For these creators and the labels that invest in them, every revenue stream matters. There is no safety net. A performance royalty from radio could be the difference between an independent label staying afloat or shuttering, and between an artist continuing to be able to make music or having to give up entirely.

Fortunately, there is a straightforward fix: the American Music Fairness Act (S.326).

Its premise is beautifully simple—if you use recorded music to generate revenue, you share a small amount of that revenue with the people and businesses who created, recorded, and funded the process. When the American Music Fairness Act becomes law, US based AM/FM broadcasters would finally pay performance royalties, just as digital services, and broadcasters in other countries already do.

Importantly, the legislation protects small broadcasters. Commercial stations earning under $1.5 million annually would pay just $500 per year—less than two dollars a day for unlimited access to recorded music. Public, college, and noncommercial stations would pay no more than $100 per year, with even lower rates for the smallest outlets.

So, the next time billion-dollar corporations trot out small, hometown stations as shields, remember this: the National Association of Broadcasters charges those same stations more to attend its Las Vegas convention than the stations would pay annually to compensate artists and labels fairly.

As I prepare to step down after a decade at the helm of A2IM, I’m encouraged to see momentum growing behind the American Music Fairness Act. Senators Blackburn, Padilla, Tillis, and Booker are leading the charge in the Senate, with Representatives Issa and Nadler advancing the effort in the House.

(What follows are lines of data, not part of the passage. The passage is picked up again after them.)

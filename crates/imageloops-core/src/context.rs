use chrono::{DateTime, Utc};
use serde::{Deserialize, Serialize};
use std::time::{Duration, Instant};
use tracing::{debug, warn};

use imageloops_agent::{ImageArtifact, Prompt};
use imageloops_critic::{Critique, ScoreRange};

use crate::error::LoopError;
use crate::state::{LoopPhase, PhaseEvent};

/// State owned by a single refinement run
#[derive(Debug, Clone)]
pub struct LoopContext {
    /// Original prompt; never changes during the run
    prompt: Prompt,
    /// Current iteration number (0-indexed)
    pub iteration: usize,
    pub max_iterations: usize,
    pub threshold: f64,
    phase: LoopPhase,
    latest_artifact: Option<ImageArtifact>,
    latest_critique: Option<Critique>,
    latest_score: Option<f64>,
    /// Every iteration that produced an artifact
    pub history: Vec<IterationRecord>,
    started_at: Instant,
}

/// Record of a single iteration
#[derive(Debug, Clone, PartialEq, Serialize, Deserialize)]
pub struct IterationRecord {
    /// 1-based
    pub iteration_number: usize,
    /// Prompt the producer was given
    pub prompt: String,
    pub artifact: ImageArtifact,
    pub critique: Option<Critique>,
    pub aggregate_score: Option<f64>,
    pub timestamp: DateTime<Utc>,
}

impl LoopContext {
    /// Validate the run parameters and set up fresh state
    pub fn new(
        prompt: &str,
        max_iterations: usize,
        threshold: f64,
        range: ScoreRange,
    ) -> Result<Self, LoopError> {
        let prompt = Prompt::new(prompt)?;
        if max_iterations == 0 {
            return Err(LoopError::InvalidMaxIterations(max_iterations));
        }
        if !range.contains(threshold) {
            return Err(LoopError::ThresholdOutOfRange { threshold, range });
        }

        Ok(Self {
            prompt,
            iteration: 0,
            max_iterations,
            threshold,
            phase: LoopPhase::default(),
            latest_artifact: None,
            latest_critique: None,
            latest_score: None,
            history: Vec::new(),
            started_at: Instant::now(),
        })
    }

    pub fn prompt(&self) -> &Prompt {
        &self.prompt
    }

    pub fn phase(&self) -> LoopPhase {
        self.phase
    }

    pub fn is_terminated(&self) -> bool {
        self.phase.is_terminal()
    }

    /// Apply a phase transition
    pub fn advance(&mut self, event: PhaseEvent) {
        match self.phase.next(event) {
            Some(next) => {
                debug!(from = ?self.phase, to = ?next, iteration = self.iteration, "Phase change");
                self.phase = next;
            }
            None => warn!(phase = ?self.phase, event = ?event, "Ignoring invalid phase transition"),
        }
    }

    pub fn latest_artifact(&self) -> Option<&ImageArtifact> {
        self.latest_artifact.as_ref()
    }

    pub fn latest_critique(&self) -> Option<&Critique> {
        self.latest_critique.as_ref()
    }

    pub fn latest_score(&self) -> Option<f64> {
        self.latest_score
    }

    /// A new artifact supersedes the previous one along with its critique
    pub fn set_artifact(&mut self, artifact: ImageArtifact) {
        self.latest_artifact = Some(artifact);
        self.latest_critique = None;
        self.latest_score = None;
    }

    pub fn set_critique(&mut self, critique: Critique, score: Option<f64>) {
        self.latest_critique = Some(critique);
        self.latest_score = score;
    }

    pub fn push_record(&mut self, record: IterationRecord) {
        self.history.push(record);
    }

    /// True if another iteration may start after the current one
    pub fn iterations_remain(&self) -> bool {
        self.iteration + 1 < self.max_iterations
    }

    pub fn increment_iteration(&mut self) {
        self.iteration += 1;
    }

    pub fn total_duration(&self) -> Duration {
        self.started_at.elapsed()
    }
}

More than 300 major artists have already voiced their support.

This momentum reflects a deeper truth: the status quo is morally indefensible. It perpetuates inequity and disproportionately harms independent artists, independent labels, and creators from marginalized communities—groups that have historically faced the steepest barriers in our industry. Fixing this is not just an economic correction; it is an ethical imperative.

Congress now faces a remarkably clear choice:

Will you stand with billion-dollar corporations exploiting creative and financial labor, or with the artists and independent labels who make American music the envy of the world.

The American Music Fairness Act is more than a policy update. It is a declaration of American values—that investment and labor deserve fair compensation. It is a declaration that the creativity, the musical art, the artists that have inspired the world, and the people who make and fund our musical culture are worthy of respect. The respect of being able to make a living from their work.

It’s time to end this cruel imbalance in America’s music economy and finally pay creators—and the labels who invest in them—what they are owed.

Dr. Richard James Burgess is the President & CEO of the American Association of Independent Music (A2IM), representing more than 600 independent music companies.